University essay from Lunds universitet/Institutionen för naturgeografi och ekosystemvetenskap

Abstract: The purpose of this work was to use spatial-temporal analysis for the prevention and mitigation of disease spread. A prototype application was specifically designed to detect territories with a high incidence of cases and a second was used to validate the results. The first algorithm tried to find clustered cases territories and compare them to the smooth average of the previous two years of data from the same places and their neighbors’. If more cases were detected based on a threshold, then it could be suspected that something unusual was happening. The application would detect such territories and provide alerts to health specialists. The second analysis for validation was using space time cubes method from Arc GIS Pro. It relied on Mann-Kendall and Getis-Ord statistics to detect hot spots territories. The developed analyses have been applied in two cases studies: on the subnational level in Nigeria and in 53 countries belonging to the World Health Organization Regional Office for Europe (WHO Europe). For this reason, the Acute Flaccid Paralysis (AFP) surveillance data collected by the World Health Organization was used corresponding to two indicators: the total number of AFP reported cases and the total numbers of unvaccinated children.
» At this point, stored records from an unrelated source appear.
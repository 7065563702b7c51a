//! Headless page: popups without a browser
//!
//! Renders Layer, Dialog and Trigger nodes into a [`MemoryDocument`] and keeps
//! a registry of mounted dialogs keyed by ID. Interactions only mutate
//! classes, like they do in the browser; [`Page::flush`] then plays the part
//! of the mutation observer and delivers pending records to their dialogs.

use std::collections::{BTreeMap, HashMap};
use std::rc::Rc;

use crate::dialog::{dialog_class, DialogController, StateBinding, Transition};
use crate::dom::memory::{MemoryDocument, NodeId, ObserverId};
use crate::dom::Document;
use crate::error::PopupError;
use crate::layer::LayerAttributes;
use crate::names::{ARIA_HIDDEN_ATTR, SETTINGS_ATTR, TAB_INDEX_ATTR, TARGET_ATTR};
use crate::settings::PopupSettings;
use crate::trigger::{is_nested_in_target, toggle, ToggleOutcome, TriggerAttributes};

/// Upper bound on observer rounds per flush. Side effects never touch a
/// dialog's own class, so one or two rounds is the norm.
const MAX_FLUSH_ROUNDS: usize = 16;

struct MountedDialog {
    controller: DialogController<MemoryDocument>,
    observer: ObserverId,
}

pub struct Page {
    document: MemoryDocument,
    dialogs: BTreeMap<String, MountedDialog>,
    on_click: HashMap<NodeId, Rc<dyn Fn()>>,
}

impl Default for Page {
    fn default() -> Self {
        Self::new()
    }
}

impl Page {
    pub fn new() -> Self {
        Self::with_document(MemoryDocument::new())
    }

    pub fn with_document(document: MemoryDocument) -> Self {
        Self {
            document,
            dialogs: BTreeMap::new(),
            on_click: HashMap::new(),
        }
    }

    pub fn document(&self) -> &MemoryDocument {
        &self.document
    }

    pub fn body(&self) -> NodeId {
        self.document.body_id()
    }

    /// Render a Layer under `parent`.
    pub fn layer(&self, parent: NodeId, settings: &PopupSettings, class: Option<&str>) -> NodeId {
        let attrs = LayerAttributes::new(settings, class);
        let doc = &self.document;
        let node = doc.append_element(parent, "div");
        doc.set_attribute(&node, "class", &attrs.class);
        doc.set_attribute(&node, SETTINGS_ATTR, &attrs.settings);
        doc.set_attribute(&node, ARIA_HIDDEN_ATTR, "true");
        doc.set_attribute(&node, "style", attrs.style);
        doc.set_attribute(&node, TAB_INDEX_ATTR, attrs.tab_index);
        node
    }

    /// Render a Dialog under `parent` and mount it.
    pub fn dialog(&mut self, parent: NodeId, id: &str, binding: StateBinding) -> NodeId {
        let doc = &self.document;
        let node = doc.append_element(parent, "div");
        doc.set_attribute(&node, "class", &dialog_class(None));
        doc.set_attribute(&node, "id", id);
        doc.set_attribute(&node, "role", "dialog");
        doc.set_attribute(&node, "aria-modal", "true");
        doc.set_attribute(&node, ARIA_HIDDEN_ATTR, "true");

        let observer = doc.observe(node);
        let mut controller = DialogController::new(doc.clone(), id, binding);
        controller.attach(node);

        if let Some(previous) = self.dialogs.insert(
            id.to_string(),
            MountedDialog {
                controller,
                observer,
            },
        ) {
            tracing::warn!("Dialog {id} mounted twice, replacing the earlier one");
            self.document.disconnect(previous.observer);
        }
        node
    }

    /// Render a Trigger for dialog `id` under `parent`.
    pub fn trigger(&mut self, parent: NodeId, id: &str, on_click: Option<Rc<dyn Fn()>>) -> NodeId {
        let doc = &self.document;
        let node = doc.append_element(parent, "button");
        let attrs = TriggerAttributes::new(None, is_nested_in_target(doc, &node, id));
        doc.set_attribute(&node, "class", &attrs.class);
        doc.set_attribute(&node, TARGET_ATTR, id);
        doc.set_attribute(&node, TAB_INDEX_ATTR, "0");
        if let Some(value) = attrs.aria_haspopup {
            doc.set_attribute(&node, "aria-haspopup", value);
        }
        if let Some(on_click) = on_click {
            self.on_click.insert(node, on_click);
        }
        node
    }

    /// Unmount dialog `id`: stop observing it, undo its effects if it is open
    /// and remove its node.
    pub fn unmount_dialog(&mut self, id: &str) -> bool {
        let Some(mut mounted) = self.dialogs.remove(id) else {
            return false;
        };
        self.document.disconnect(mounted.observer);
        if let Some(node) = mounted.controller.detach() {
            self.document.remove(node);
        }
        true
    }

    /// Activate a trigger: toggle its dialog, then run its callback.
    pub fn click_trigger(&mut self, trigger: NodeId) -> Result<ToggleOutcome, PopupError> {
        let id = self
            .document
            .attribute(&trigger, TARGET_ATTR)
            .unwrap_or_default();
        let outcome = toggle(&self.document, &trigger, &id)?;
        if let Some(on_click) = self.on_click.get(&trigger) {
            on_click();
        }
        Ok(outcome)
    }

    /// Dispatch a global keydown. Returns whether any dialog asked to close.
    pub fn press_key(&self, key: &str) -> bool {
        self.dialogs
            .values()
            .fold(false, |closed, d| d.controller.handle_key(key) || closed)
    }

    /// Dispatch a global click on `target`.
    pub fn click(&self, target: NodeId) -> bool {
        self.dialogs
            .values()
            .fold(false, |closed, d| d.controller.handle_click(&target) || closed)
    }

    /// Re-render dialog `id` with new external state.
    pub fn set_state(&mut self, id: &str, binding: StateBinding) {
        match self.dialogs.get_mut(id) {
            Some(mounted) => mounted.controller.set_binding(binding),
            None => tracing::warn!("Dialog {id} is not mounted"),
        }
    }

    /// The mirrored state of dialog `id`.
    pub fn is_open(&self, id: &str) -> Option<bool> {
        self.dialogs.get(id).map(|d| d.controller.is_open())
    }

    /// Deliver pending mutation records and apply the resulting side
    /// effects. Focus moves immediately: headless nodes are focusable as
    /// soon as they exist.
    pub fn flush(&mut self) -> Vec<(String, Transition<NodeId>)> {
        let mut transitions = Vec::new();

        for _ in 0..MAX_FLUSH_ROUNDS {
            if !self.document.has_pending_records() {
                break;
            }
            for (id, mounted) in self.dialogs.iter_mut() {
                if self.document.take_records(mounted.observer).is_empty() {
                    continue;
                }
                if let Some(transition) = mounted.controller.observe() {
                    if let Some(focus) = &transition.focus {
                        self.document.focus(focus);
                    }
                    transitions.push((id.clone(), transition));
                }
            }
        }

        transitions
    }
}

#[cfg(test)]
mod tests {
    use super::*;
    use crate::names::DIALOG_ACTIVE_CLASS;
    use std::cell::Cell;

    #[test]
    fn test_rendered_contract() {
        let mut page = Page::new();
        let layer = page.layer(page.body(), &PopupSettings::default(), Some("fancy"));
        let dialog = page.dialog(layer, "p", StateBinding::default());
        let inner = page.trigger(dialog, "p", None);
        let outer = page.trigger(page.body(), "p", None);
        let doc = page.document();

        assert_eq!(doc.attribute(&layer, "class").as_deref(), Some("popup-layer fancy"));
        assert!(doc.attribute(&layer, SETTINGS_ATTR).is_some());
        assert_eq!(doc.attribute(&dialog, "role").as_deref(), Some("dialog"));
        assert_eq!(doc.attribute(&dialog, "aria-modal").as_deref(), Some("true"));
        assert_eq!(doc.attribute(&dialog, ARIA_HIDDEN_ATTR).as_deref(), Some("true"));
        assert_eq!(doc.attribute(&inner, "aria-haspopup"), None);
        assert_eq!(doc.attribute(&outer, "aria-haspopup").as_deref(), Some("dialog"));
        assert_eq!(doc.attribute(&outer, TARGET_ATTR).as_deref(), Some("p"));
    }

    #[test]
    fn test_state_changes_only_after_flush() {
        let mut page = Page::new();
        let layer = page.layer(page.body(), &PopupSettings::default(), None);
        page.dialog(layer, "p", StateBinding::default());
        let trigger = page.trigger(page.body(), "p", None);

        page.click_trigger(trigger).unwrap();
        assert_eq!(page.is_open("p"), Some(false));

        let transitions = page.flush();
        assert_eq!(transitions.len(), 1);
        assert_eq!(page.is_open("p"), Some(true));
    }

    #[test]
    fn test_callback_runs_even_when_prevented() {
        let mut page = Page::new();
        let settings = PopupSettings::default().with_prevent_user_interactions(true);
        let layer = page.layer(page.body(), &settings, None);
        page.dialog(layer, "p", StateBinding::default());
        let clicks = Rc::new(Cell::new(0));
        let counter = clicks.clone();
        let trigger = page.trigger(
            page.body(),
            "p",
            Some(Rc::new(move || counter.set(counter.get() + 1))),
        );

        assert_eq!(page.click_trigger(trigger), Ok(ToggleOutcome::Prevented));
        assert_eq!(clicks.get(), 1);
    }

    #[test]
    fn test_unmounted_dialog_is_forgotten() {
        let mut page = Page::new();
        let layer = page.layer(page.body(), &PopupSettings::default(), None);
        let dialog = page.dialog(layer, "p", StateBinding::default());
        let trigger = page.trigger(page.body(), "p", None);

        assert!(page.unmount_dialog("p"));
        assert!(!page.unmount_dialog("p"));
        assert_eq!(page.is_open("p"), None);
        assert_eq!(
            page.click_trigger(trigger),
            Err(PopupError::DialogNotFound("p".to_string()))
        );
        assert!(!page.document().has_class(&dialog, DIALOG_ACTIVE_CLASS));
    }

    #[test]
    fn test_unmounting_open_dialog_releases_page() {
        let mut page = Page::new();
        let layer = page.layer(page.body(), &PopupSettings::default(), None);
        page.dialog(layer, "p", StateBinding::default());
        let trigger = page.trigger(page.body(), "p", None);

        page.click_trigger(trigger).unwrap();
        page.flush();
        let doc = page.document().clone();
        assert_eq!(doc.style(&doc.body_id(), "overflow-y"), "hidden");
        assert_eq!(doc.attribute(&trigger, TAB_INDEX_ATTR).as_deref(), Some("-1"));

        assert!(page.unmount_dialog("p"));

        assert_eq!(doc.style(&doc.body_id(), "overflow-y"), "");
        assert_eq!(doc.style(&doc.root_id(), "overflow-y"), "");
        assert_eq!(doc.attribute(&trigger, TAB_INDEX_ATTR).as_deref(), Some("0"));
        assert_eq!(doc.attribute(&layer, ARIA_HIDDEN_ATTR).as_deref(), Some("true"));
        assert!(page.flush().is_empty());
    }
}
The resulting reports have highlighted the underperforming regions in the North-East Nigeria and have spotted two previous outbreaks that occurred in WHO Europe: a large-scale polio outbreak in 2010 started in Tajikistan and a polio outbreak in Israel in 2013. Also, this paper propose a solution on how the developed algorithm could be incorporated into an outbreak prevention system. This would help detecting any future outbreaks.